EXERCISE OBJECTIVE:
Only lines containing "alice" belong in the answer, each copied from the entries below.

EXTRACTED RECORDS:
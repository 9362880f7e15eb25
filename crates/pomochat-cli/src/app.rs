//! Interactive loop: reads input lines, issues chat commands and prints
//! session snapshots as they change.

use std::{future::Future, io, pin::Pin, time::Duration};

use pomochat_app::{ChatError, ChatHandle, ChatSnapshot, RoomId, SessionError};
use tokio::{
    io::{AsyncBufRead, AsyncBufReadExt},
    sync::watch,
    time::Instant,
};

use crate::{
    input::{self, HELP, InputCommand},
    render::Printer,
};

/// Default time an error stays on screen.
pub const DEFAULT_ERROR_TTL: Duration = Duration::from_secs(5);

/// Front-end settings.
#[derive(Debug, Clone)]
pub struct AppConfig {
    /// Local user id.
    pub user: String,
    /// Peer to open a conversation with on startup.
    pub peer: Option<String>,
    /// How long a surfaced error is shown before it is cleared.
    pub error_ttl: Duration,
}

impl AppConfig {
    /// Settings for `user` with no startup peer and the default error TTL.
    pub fn new(user: impl Into<String>) -> Self {
        Self { user: user.into(), peer: None, error_ttl: DEFAULT_ERROR_TTL }
    }
}

/// Connect request in flight. Polled by the main loop so input keeps
/// flowing while the connection opens.
type PendingConnect = Pin<Box<dyn Future<Output = Result<RoomId, ChatError>> + Send>>;

#[derive(Debug, Clone, Copy, PartialEq, Eq)]
enum Flow {
    Continue,
    Quit,
}

struct App<W: io::Write> {
    handle: ChatHandle,
    config: AppConfig,
    printer: Printer<W>,
    snapshots: watch::Receiver<ChatSnapshot>,
    shown_error: Option<SessionError>,
    error_deadline: Option<Instant>,
    pending_connect: Option<PendingConnect>,
}

/// Run the front-end until `/quit`, end of input, or the runtime stops.
///
/// The runtime behind `handle` is shut down on exit.
///
/// # Errors
///
/// Returns an error if reading input or writing output fails.
pub async fn run<R, W>(handle: ChatHandle, config: AppConfig, input: R, out: W) -> io::Result<()>
where
    R: AsyncBufRead + Unpin,
    W: io::Write,
{
    let snapshots = handle.subscribe();
    let mut app = App {
        handle,
        config,
        printer: Printer::new(out),
        snapshots,
        shown_error: None,
        error_deadline: None,
        pending_connect: None,
    };

    app.refresh()?;
    if let Some(peer) = app.config.peer.clone() {
        app.open(peer).await?;
    }

    let mut lines = input.lines();
    loop {
        let deadline = app.error_deadline;
        tokio::select! {
            biased;

            changed = app.snapshots.changed() => {
                if changed.is_err() {
                    break;
                }
                app.refresh()?;
            },

            result = connecting(&mut app.pending_connect) => {
                app.pending_connect = None;
                if let Ok(room) = &result {
                    tracing::info!(%room, "conversation open");
                }
                if app.report(result)? == Flow::Quit {
                    break;
                }
            },

            () = expire(deadline) => {
                app.error_deadline = None;
                let result = app.handle.clear_chat_error().await;
                if app.report(result)? == Flow::Quit {
                    break;
                }
            },

            line = lines.next_line() => {
                let Some(line) = line? else { break };
                if app.dispatch(input::parse(&line)).await? == Flow::Quit {
                    break;
                }
            },
        }
    }

    tracing::debug!("front-end exiting");
    match app.handle.shutdown().await {
        Ok(()) | Err(ChatError::RuntimeStopped) => {},
        Err(error) => tracing::warn!(%error, "shutdown failed"),
    }
    Ok(())
}

impl<W: io::Write> App<W> {
    async fn dispatch(&mut self, command: InputCommand) -> io::Result<Flow> {
        match command {
            InputCommand::Send(body) => {
                let result = self.handle.send_chat_message(&body).await;
                self.report(result)
            },
            InputCommand::Peer(peer) => self.open(peer).await,
            InputCommand::Leave => {
                let result = self.handle.disconnect_chat().await;
                self.report(result)
            },
            InputCommand::Clear => {
                self.error_deadline = None;
                let result = self.handle.clear_chat_error().await;
                self.report(result)
            },
            InputCommand::Help => {
                self.printer.notice(HELP)?;
                Ok(Flow::Continue)
            },
            InputCommand::Quit => Ok(Flow::Quit),
            InputCommand::Unknown(command) => {
                self.printer.notice(&format!("unknown command {command}; /help lists commands"))?;
                Ok(Flow::Continue)
            },
            InputCommand::Empty => Ok(Flow::Continue),
        }
    }

    /// Leave any current conversation and start opening one with `peer`.
    ///
    /// Returns once the request is queued; the outcome arrives through the
    /// main loop, so `/leave` can cancel an open that never completes.
    async fn open(&mut self, peer: String) -> io::Result<Flow> {
        if peer == self.config.user {
            return self.report::<()>(Err(ChatError::SelfChat));
        }

        // Idle disconnect is a no-op; otherwise it cancels or closes
        let result = self.handle.disconnect_chat().await;
        if self.report(result)? == Flow::Quit {
            return Ok(Flow::Quit);
        }

        let handle = self.handle.clone();
        let user = self.config.user.clone();
        self.pending_connect =
            Some(Box::pin(async move { handle.connect_to_user_chat(&user, &peer).await }));
        Ok(Flow::Continue)
    }

    /// Print the latest snapshot and track error expiry.
    fn refresh(&mut self) -> io::Result<()> {
        let snapshot = self.snapshots.borrow_and_update().clone();
        if snapshot.error != self.shown_error {
            self.error_deadline =
                snapshot.error.as_ref().map(|_| Instant::now() + self.config.error_ttl);
            self.shown_error.clone_from(&snapshot.error);
        }
        self.printer.render(&snapshot)
    }

    /// Surface command failures the session does not keep in its state.
    fn report<T>(&mut self, result: Result<T, ChatError>) -> io::Result<Flow> {
        match result {
            Ok(_) => Ok(Flow::Continue),
            Err(ChatError::RuntimeStopped) => {
                self.printer.notice("!! chat runtime stopped")?;
                Ok(Flow::Quit)
            },
            Err(error @ (ChatError::SelfChat | ChatError::Session(SessionError::EmptyParticipant))) => {
                self.printer.notice(&format!("!! {error}"))?;
                Ok(Flow::Continue)
            },
            // Shown through the snapshot
            Err(ChatError::Session(_)) => Ok(Flow::Continue),
        }
    }
}

async fn connecting(pending: &mut Option<PendingConnect>) -> Result<RoomId, ChatError> {
    match pending {
        Some(connect) => connect.await,
        None => std::future::pending().await,
    }
}

async fn expire(deadline: Option<Instant>) {
    match deadline {
        Some(deadline) => tokio::time::sleep_until(deadline).await,
        None => std::future::pending().await,
    }
}
//! Fuzz target for inbound payload handling
//!
//! Feed arbitrary text frames to a connected session, interleaved with
//! reconnects, closes and sends.
//!
//! # Strategy
//!
//! - Raw payloads: arbitrary strings, mostly not JSON
//! - Shaped payloads: JSON objects with fuzzed field values, empty ids,
//!   extra fields and odd timestamps
//! - Lifecycle: closes with arbitrary codes, reconnects, frames tagged with
//!   an abandoned generation
//!
//! # Invariants
//!
//! - Handling a payload never panics
//! - A decodable payload appends exactly one message; anything else appends
//!   nothing and leaves the connection and error untouched
//! - Stale frames never change observable state
//! - The harness invariant registry holds after every step

#![no_main]

use arbitrary::Arbitrary;
use libfuzzer_sys::fuzz_target;
use pomochat_core::{
    ChatSession, Generation, Message, ParticipantId, SessionAction, SessionConfig, TransportEvent,
    config::DEFAULT_ENDPOINT,
};
use pomochat_harness::{InvariantRegistry, SessionSnapshot, SimEnv, SystemSnapshot};

#[derive(Debug, Clone, Arbitrary)]
enum InboundOp {
    Raw(String),
    Shaped { sender: String, receiver: String, body: String, timestamp: Option<String>, extra: bool },
    Stale(String),
    Close { code: Option<u16> },
    Reconnect,
    Send(String),
}

fn id(s: &str) -> Option<ParticipantId> {
    ParticipantId::new(s).ok()
}

fn shaped(sender: &str, receiver: &str, body: &str, timestamp: Option<&str>, extra: bool) -> String {
    let mut frame = serde_json::json!({ "senderID": sender, "receiverID": receiver, "body": body });
    if let Some(timestamp) = timestamp {
        frame["timestamp"] = timestamp.into();
    }
    if extra {
        frame["roomID"] = "ignored".into();
    }
    frame.to_string()
}

/// Connect and open. Returns the live generation.
fn open(session: &mut ChatSession<SimEnv>) -> Option<Generation> {
    let actions = session.connect(id("alice")?, id("bob")?).ok()?;
    let generation = actions.iter().find_map(|action| match action {
        SessionAction::Open { generation, .. } => Some(*generation),
        _ => None,
    })?;
    session.handle_transport(generation, TransportEvent::Opened);
    Some(generation)
}

fn message_count(session: &ChatSession<SimEnv>) -> Option<usize> {
    session.active_room().map(|room| room.messages.len())
}

fuzz_target!(|ops: Vec<InboundOp>| {
    let Ok(config) = SessionConfig::new(DEFAULT_ENDPOINT) else { return };
    let mut session = ChatSession::new(SimEnv::new(), config);
    let invariants = InvariantRegistry::standard();

    let Some(mut live) = open(&mut session) else { return };
    let mut abandoned = Vec::new();

    for op in ops {
        let before = session.snapshot();

        match op {
            InboundOp::Raw(payload) => {
                let decodable = Message::decode(&payload).is_ok();
                session.handle_transport(live, TransportEvent::Received(payload));
                if before.is_connected {
                    let expected = message_count_after(&before, decodable);
                    assert_eq!(message_count(&session), expected);
                    assert_eq!(session.snapshot().error, before.error);
                    assert!(session.is_connected());
                }
            },
            InboundOp::Shaped { sender, receiver, body, timestamp, extra } => {
                let payload = shaped(&sender, &receiver, &body, timestamp.as_deref(), extra);
                let decodable = !sender.is_empty() && !receiver.is_empty();
                assert_eq!(Message::decode(&payload).is_ok(), decodable);
                session.handle_transport(live, TransportEvent::Received(payload));
                if before.is_connected {
                    assert_eq!(message_count(&session), message_count_after(&before, decodable));
                }
                if decodable && before.is_connected {
                    let room = session.active_room().expect("connected session has a room");
                    let last = room.messages.last().expect("message appended");
                    assert_eq!(last.body, body);
                    assert_eq!(last.timestamp, timestamp);
                }
            },
            InboundOp::Stale(payload) => {
                if let Some(generation) = abandoned.first().copied() {
                    session.handle_transport(generation, TransportEvent::Received(payload));
                    assert_eq!(session.snapshot(), before);
                }
            },
            InboundOp::Close { code } => {
                session.handle_transport(live, TransportEvent::Closed { code, reason: String::new() });
                assert!(!session.is_connected());
                assert!(session.active_room().is_none());
            },
            InboundOp::Reconnect => {
                session.disconnect();
                abandoned.push(live);
                match open(&mut session) {
                    Some(generation) => live = generation,
                    None => panic!("reconnect from idle failed"),
                }
            },
            InboundOp::Send(body) => {
                let _ = session.send(&body);
                assert_eq!(message_count(&session), before.active_room.as_ref().map(|r| r.messages.len()));
            },
        }

        let snapshot = SystemSnapshot::single(
            SessionSnapshot::observe("alice", &session).with_previous(before),
        );
        if let Err(violations) = invariants.check_all(&snapshot) {
            panic!("invariants violated: {violations:?}");
        }
    }
});

fn message_count_after(before: &pomochat_core::ChatSnapshot, appended: bool) -> Option<usize> {
    before.active_room.as_ref().map(|room| room.messages.len() + usize::from(appended))
}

FINAL ANSWER:
    let actions = session.connect(id("alice")?, id("bob")?).ok()?;
            SessionSnapshot::observe("alice", &session).with_previous(before),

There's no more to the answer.